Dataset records

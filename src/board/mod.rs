//! Board model and grid geometry.
//!
//! - `Board`: the shuffled cards, per-card state, and the win check
//! - `Layout`: maps card indices to grid cells and pixels, and clicks back

mod deck;
pub mod layout;

pub use deck::Board;
pub use layout::{GridCell, Layout, SurfaceSize};
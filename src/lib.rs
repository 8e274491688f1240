//! # memory-game
//!
//! A single-player memory-matching card game.
//!
//! A grid of face-down cards is revealed two at a time. Matched pairs stay
//! face up and are highlighted after a short delay; mismatched pairs flip
//! back. The game is won when every card is face up.
//!
//! ## Design Principles
//!
//! 1. **Renderer-Agnostic**: The core never draws. It emits `Effect`s and a
//!    front end implements `Renderer`.
//!
//! 2. **Explicit State**: Each card is `Hidden`, `Revealed` or `Matched`;
//!    the turn phase and turn count derive from the guess history.
//!
//! 3. **Deterministic**: Decks are shuffled with a seeded `GameRng`.
//!
//! ## Modules
//!
//! - `core`: Card identity and state, errors, RNG, configuration
//! - `board`: The board model and grid geometry
//! - `session`: The two-click turn protocol and its effects
//! - `render`: The renderer seam, deferred effects, a text renderer
//! - `app`: The driver wiring a session to a renderer

pub mod core;
pub mod board;
pub mod session;
pub mod render;
pub mod app;

// Re-export commonly used types
pub use crate::core::{
    Card, CardIndex, CardState, CardValue,
    GameConfig, Timing, MAX_SETS,
    GameError, Result,
    GameRng,
};

pub use crate::board::{Board, GridCell, Layout, SurfaceSize};

pub use crate::session::{
    ClickOutcome, Effect, EffectBatch, GameSession, IgnoreReason, PairOutcome, TurnPhase,
};

pub use crate::render::{CardFace, DeferredQueue, Renderer, TextRenderer};

pub use crate::app::MemoryGame;
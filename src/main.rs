//! Memory Game - terminal front end
//!
//! Reads clicks and commands from stdin and draws the board as text.

use std::io::{self, BufRead, Write};
use std::time::Instant;

use anyhow::{Context, Result};
use clap::Parser;
use memory_game::{
    core::config::default_set_count, render::TITLE, CardIndex, ClickOutcome, GameConfig,
    IgnoreReason, MemoryGame, TextRenderer, MAX_SETS,
};
use tracing::{debug, info};

#[derive(Parser)]
#[command(name = "memory")]
#[command(about = "Memory Game - match pairs of face-down cards", long_about = None)]
struct Cli {
    /// Number of card sets (pairs) on the board
    #[arg(long, short = 's', default_value_t = default_set_count(MAX_SETS) as u16,
          value_parser = clap::value_parser!(u16).range(1..=MAX_SETS as i64))]
    sets: u16,

    /// Random seed for deterministic decks (default: random)
    #[arg(long)]
    seed: Option<u64>,

    /// Enable debug logging
    #[arg(long, short = 'v')]
    verbose: bool,
}

/// One line of player input.
#[derive(Debug, Clone, PartialEq, Eq)]
enum Command {
    Click(i32, i32),
    Card(u16),
    NewGame(Option<usize>),
    Wait,
    Help,
    Quit,
}

impl std::str::FromStr for Command {
    type Err = String;

    fn from_str(line: &str) -> std::result::Result<Self, Self::Err> {
        let words: Vec<&str> = line.split_whitespace().collect();
        let number = |s: &str| s.parse::<i64>().map_err(|_| format!("not a number: '{s}'"));

        match words.as_slice() {
            ["q" | "quit"] => Ok(Command::Quit),
            ["h" | "help" | "?"] => Ok(Command::Help),
            ["w" | "wait"] => Ok(Command::Wait),
            ["n" | "new"] => Ok(Command::NewGame(None)),
            ["n" | "new", sets] => {
                let sets = usize::try_from(number(*sets)?).map_err(|_| "set count must be positive".to_string())?;
                Ok(Command::NewGame(Some(sets)))
            }
            ["c" | "card", index] => {
                let index = u16::try_from(number(*index)?).map_err(|_| format!("no card '{index}'"))?;
                Ok(Command::Card(index))
            }
            [x, y] => {
                let x = i32::try_from(number(*x)?).map_err(|_| format!("x out of range: '{x}'"))?;
                let y = i32::try_from(number(*y)?).map_err(|_| format!("y out of range: '{y}'"))?;
                Ok(Command::Click(x, y))
            }
            _ => Err(format!("unknown command '{}' (try 'help')", line.trim())),
        }
    }
}

const HELP: &str = "\
Commands:
  <x> <y>      click the play surface at pixel (x, y)
  card <i>     click card number i (c <i>)
  new [sets]   start a new game (n)
  wait         let pending animations finish (w)
  quit         leave the game (q)";

fn main() -> Result<()> {
    let cli = Cli::parse();

    let default_filter = if cli.verbose { "debug" } else { "warn" };
    let filter = tracing_subscriber::EnvFilter::try_from_default_env()
        .unwrap_or_else(|_| tracing_subscriber::EnvFilter::new(default_filter));
    tracing_subscriber::fmt()
        .with_env_filter(filter)
        .with_writer(io::stderr)
        .init();

    let seed = cli.seed.unwrap_or_else(rand::random);
    let config = GameConfig::new(usize::from(cli.sets));
    let renderer = TextRenderer::new(config.layout.cards_per_row);
    let mut game = MemoryGame::new(config, seed, renderer).context("failed to start game")?;
    info!(seed, sets = cli.sets, "starting");

    let stdin = io::stdin();
    let mut stdout = io::stdout();
    writeln!(stdout, "{TITLE} (seed {seed}) - type 'help' for commands")?;
    writeln!(stdout, "{}", game.renderer().frame())?;

    let mut last_tick = Instant::now();
    for line in stdin.lock().lines() {
        let line = line.context("failed to read input")?;
        if line.trim().is_empty() {
            continue;
        }

        let now = Instant::now();
        game.advance(now - last_tick);
        last_tick = now;

        match line.parse::<Command>() {
            Ok(command) => run_command(&mut game, command, &mut stdout)?,
            Err(message) => writeln!(stdout, "{message}")?,
        }
        if !game.is_running() {
            break;
        }

        settle(&mut game);
        last_tick = Instant::now();

        for message in game.renderer_mut().take_messages() {
            writeln!(stdout, "\n{TITLE}\n{message}\n")?;
        }
        writeln!(stdout, "{}", game.renderer().frame())?;
        stdout.flush()?;
    }

    Ok(())
}

fn run_command(game: &mut MemoryGame<TextRenderer>, command: Command, out: &mut impl Write) -> Result<()> {
    debug!(?command, "input");
    match command {
        Command::Click(x, y) => {
            let outcome = game.click(x, y);
            report(outcome, out)?;
        }
        Command::Card(index) => {
            let outcome = game.select(CardIndex::new(index));
            report(outcome, out)?;
        }
        Command::NewGame(sets) => {
            let sets = sets.unwrap_or(game.config().set_count);
            if let Err(err) = game.new_game(sets) {
                writeln!(out, "{err}")?;
            }
        }
        Command::Wait => {}
        Command::Help => writeln!(out, "{HELP}")?,
        Command::Quit => game.quit(),
    }
    Ok(())
}

fn report(outcome: ClickOutcome, out: &mut impl Write) -> Result<()> {
    match outcome {
        ClickOutcome::Ignored(IgnoreReason::OffBoard) => writeln!(out, "That is not a card.")?,
        ClickOutcome::Ignored(IgnoreReason::AlreadyRevealed) => writeln!(out, "That card is already face up.")?,
        ClickOutcome::Ignored(IgnoreReason::Stopped) => writeln!(out, "The game is over.")?,
        ClickOutcome::FirstGuess { index, value } => writeln!(out, "{index} shows {value}.")?,
        ClickOutcome::Pair(pair) if pair.matched => {
            writeln!(out, "{} and {} both show {}. Match!", pair.first, pair.second, pair.first_value)?
        }
        ClickOutcome::Pair(pair) => writeln!(
            out,
            "{} shows {}, {} shows {}. No match.",
            pair.first, pair.first_value, pair.second, pair.second_value
        )?,
    }
    Ok(())
}

/// Wait out pending deferred effects so the next frame shows them.
fn settle(game: &mut MemoryGame<TextRenderer>) {
    while let Some(due) = game.next_due_in() {
        std::thread::sleep(due);
        game.advance(due);
    }
}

-- Required action --
The whole block of entries above should be repeated exactly.

-- Exercise answer --
filename src/board/mod.rs
//! Board model and grid geometry.
//!
//! - `Board`: the shuffled cards, per-card state, and the win check
//! - `Layout`: maps card indices to grid cells and pixels, and clicks back

mod deck;
pub mod layout;

pub use deck::Board;
pub use layout::{GridCell, Layout, SurfaceSize};
filename src/lib.rs
repository 8e274491688f1240
//! # memory-game
//!
//! A single-player memory-matching card game.
//!
//! A grid of face-down cards is revealed two at a time. Matched pairs stay
//! face up and are highlighted after a short delay; mismatched pairs flip
//! back. The game is won when every card is face up.
//!
//! ## Design Principles
//!
//! 1. **Renderer-Agnostic**: The core never draws. It emits `Effect`s and a
//!    front end implements `Renderer`.
//!
//! 2. **Explicit State**: Each card is `Hidden`, `Revealed` or `Matched`;
//!    the turn phase and turn count derive from the guess history.
//!
//! 3. **Deterministic**: Decks are shuffled with a seeded `GameRng`.
//!
//! ## Modules
//!
//! - `core`: Card identity and state, errors, RNG, configuration
//! - `board`: The board model and grid geometry
//! - `session`: The two-click turn protocol and its effects
//! - `render`: The renderer seam, deferred effects, a text renderer
//! - `app`: The driver wiring a session to a renderer

pub mod core;
pub mod board;
pub mod session;
pub mod render;
pub mod app;

// Re-export commonly used types
pub use crate::core::{
    Card, CardIndex, CardState, CardValue,
    GameConfig, Timing, MAX_SETS,
    GameError, Result,
    GameRng,
};

pub use crate::board::{Board, GridCell, Layout, SurfaceSize};

pub use crate::session::{
    ClickOutcome, Effect, EffectBatch, GameSession, IgnoreReason, PairOutcome, TurnPhase,
};

pub use crate::render::{CardFace, DeferredQueue, Renderer, TextRenderer};

pub use crate::app::MemoryGame;
filename src/main.rs
//! Memory Game - terminal front end
//!
//! Reads clicks and commands from stdin and draws the board as text.

use std::io::{self, BufRead, Write};
use std::time::Instant;

use anyhow::{Context, Result};
use clap::Parser;
use memory_game::{
    core::config::default_set_count, render::TITLE, CardIndex, ClickOutcome, GameConfig,
    IgnoreReason, MemoryGame, TextRenderer, MAX_SETS,
};
use tracing::{debug, info};

#[derive(Parser)]
#[command(name = "memory")]
#[command(about = "Memory Game - match pairs of face-down cards", long_about = None)]
struct Cli {
    /// Number of card sets (pairs) on the board
    #[arg(long, short = 's', default_value_t = default_set_count(MAX_SETS) as u16,
          value_parser = clap::value_parser!(u16).range(1..=MAX_SETS as i64))]
    sets: u16,

    /// Random seed for deterministic decks (default: random)
    #[arg(long)]
    seed: Option<u64>,

    /// Enable debug logging
    #[arg(long, short = 'v')]
    verbose: bool,
}

/// One line of player input.
#[derive(Debug, Clone, PartialEq, Eq)]
enum Command {
    Click(i32, i32),
    Card(u16),
    NewGame(Option<usize>),
    Wait,
    Help,
    Quit,
}

impl std::str::FromStr for Command {
    type Err = String;

    fn from_str(line: &str) -> std::result::Result<Self, Self::Err> {
        let words: Vec<&str> = line.split_whitespace().collect();
        let number = |s: &str| s.parse::<i64>().map_err(|_| format!("not a number: '{s}'"));

        match words.as_slice() {
            ["q" | "quit"] => Ok(Command::Quit),
            ["h" | "help" | "?"] => Ok(Command::Help),
            ["w" | "wait"] => Ok(Command::Wait),
            ["n" | "new"] => Ok(Command::NewGame(None)),
            ["n" | "new", sets] => {
                let sets = usize::try_from(number(*sets)?).map_err(|_| "set count must be positive".to_string())?;
                Ok(Command::NewGame(Some(sets)))
            }
            ["c" | "card", index] => {
                let index = u16::try_from(number(*index)?).map_err(|_| format!("no card '{index}'"))?;
                Ok(Command::Card(index))
            }
            [x, y] => {
                let x = i32::try_from(number(*x)?).map_err(|_| format!("x out of range: '{x}'"))?;
                let y = i32::try_from(number(*y)?).map_err(|_| format!("y out of range: '{y}'"))?;
                Ok(Command::Click(x, y))
            }
            _ => Err(format!("unknown command '{}' (try 'help')", line.trim())),
        }
    }
}

const HELP: &str = "\
Commands:
  <x> <y>      click the play surface at pixel (x, y)
  card <i>     click card number i (c <i>)
  new [sets]   start a new game (n)
  wait         let pending animations finish (w)
  quit         leave the game (q)";

fn main() -> Result<()> {
    let cli = Cli::parse();

    let default_filter = if cli.verbose { "debug" } else { "warn" };
    let filter = tracing_subscriber::EnvFilter::try_from_default_env()
        .unwrap_or_else(|_| tracing_subscriber::EnvFilter::new(default_filter));
    tracing_subscriber::fmt()
        .with_env_filter(filter)
        .with_writer(io::stderr)
        .init();

    let seed = cli.seed.unwrap_or_else(rand::random);
    let config = GameConfig::new(usize::from(cli.sets));
    let renderer = TextRenderer::new(config.layout.cards_per_row);
    let mut game = MemoryGame::new(config, seed, renderer).context("failed to start game")?;
    info!(seed, sets = cli.sets, "starting");

    let stdin = io::stdin();
    let mut stdout = io::stdout();
    writeln!(stdout, "{TITLE} (seed {seed}) - type 'help' for commands")?;
    writeln!(stdout, "{}", game.renderer().frame())?;

    let mut last_tick = Instant::now();
    for line in stdin.lock().lines() {
        let line = line.context("failed to read input")?;
        if line.trim().is_empty() {
            continue;
        }

        let now = Instant::now();
        game.advance(now - last_tick);
        last_tick = now;

        match line.parse::<Command>() {
            Ok(command) => run_command(&mut game, command, &mut stdout)?,
            Err(message) => writeln!(stdout, "{message}")?,
        }
        if !game.is_running() {
            break;
        }

        settle(&mut game);
        last_tick = Instant::now();

        for message in game.renderer_mut().take_messages() {
            writeln!(stdout, "\n{TITLE}\n{message}\n")?;
        }
        writeln!(stdout, "{}", game.renderer().frame())?;
        stdout.flush()?;
    }

    Ok(())
}

fn run_command(game: &mut MemoryGame<TextRenderer>, command: Command, out: &mut impl Write) -> Result<()> {
    debug!(?command, "input");
    match command {
        Command::Click(x, y) => {
            let outcome = game.click(x, y);
            report(outcome, out)?;
        }
        Command::Card(index) => {
            let outcome = game.select(CardIndex::new(index));
            report(outcome, out)?;
        }
        Command::NewGame(sets) => {
            let sets = sets.unwrap_or(game.config().set_count);
            if let Err(err) = game.new_game(sets) {
                writeln!(out, "{err}")?;
            }
        }
        Command::Wait => {}
        Command::Help => writeln!(out, "{HELP}")?,
        Command::Quit => game.quit(),
    }
    Ok(())
}

fn report(outcome: ClickOutcome, out: &mut impl Write) -> Result<()> {
    match outcome {
        ClickOutcome::Ignored(IgnoreReason::OffBoard) => writeln!(out, "That is not a card.")?,
        ClickOutcome::Ignored(IgnoreReason::AlreadyRevealed) => writeln!(out, "That card is already face up.")?,
        ClickOutcome::Ignored(IgnoreReason::Stopped) => writeln!(out, "The game is over.")?,
        ClickOutcome::FirstGuess { index, value } => writeln!(out, "{index} shows {value}.")?,
        ClickOutcome::Pair(pair) if pair.matched => {
            writeln!(out, "{} and {} both show {}. Match!", pair.first, pair.second, pair.first_value)?
        }
        ClickOutcome::Pair(pair) => writeln!(
            out,
            "{} shows {}, {} shows {}. No match.",
            pair.first, pair.first_value, pair.second, pair.second_value
        )?,
    }
    Ok(())
}

/// Wait out pending deferred effects so the next frame shows them.
fn settle(game: &mut MemoryGame<TextRenderer>) {
    while let Some(due) = game.next_due_in() {
        std::thread::sleep(due);
        game.advance(due);
    }
}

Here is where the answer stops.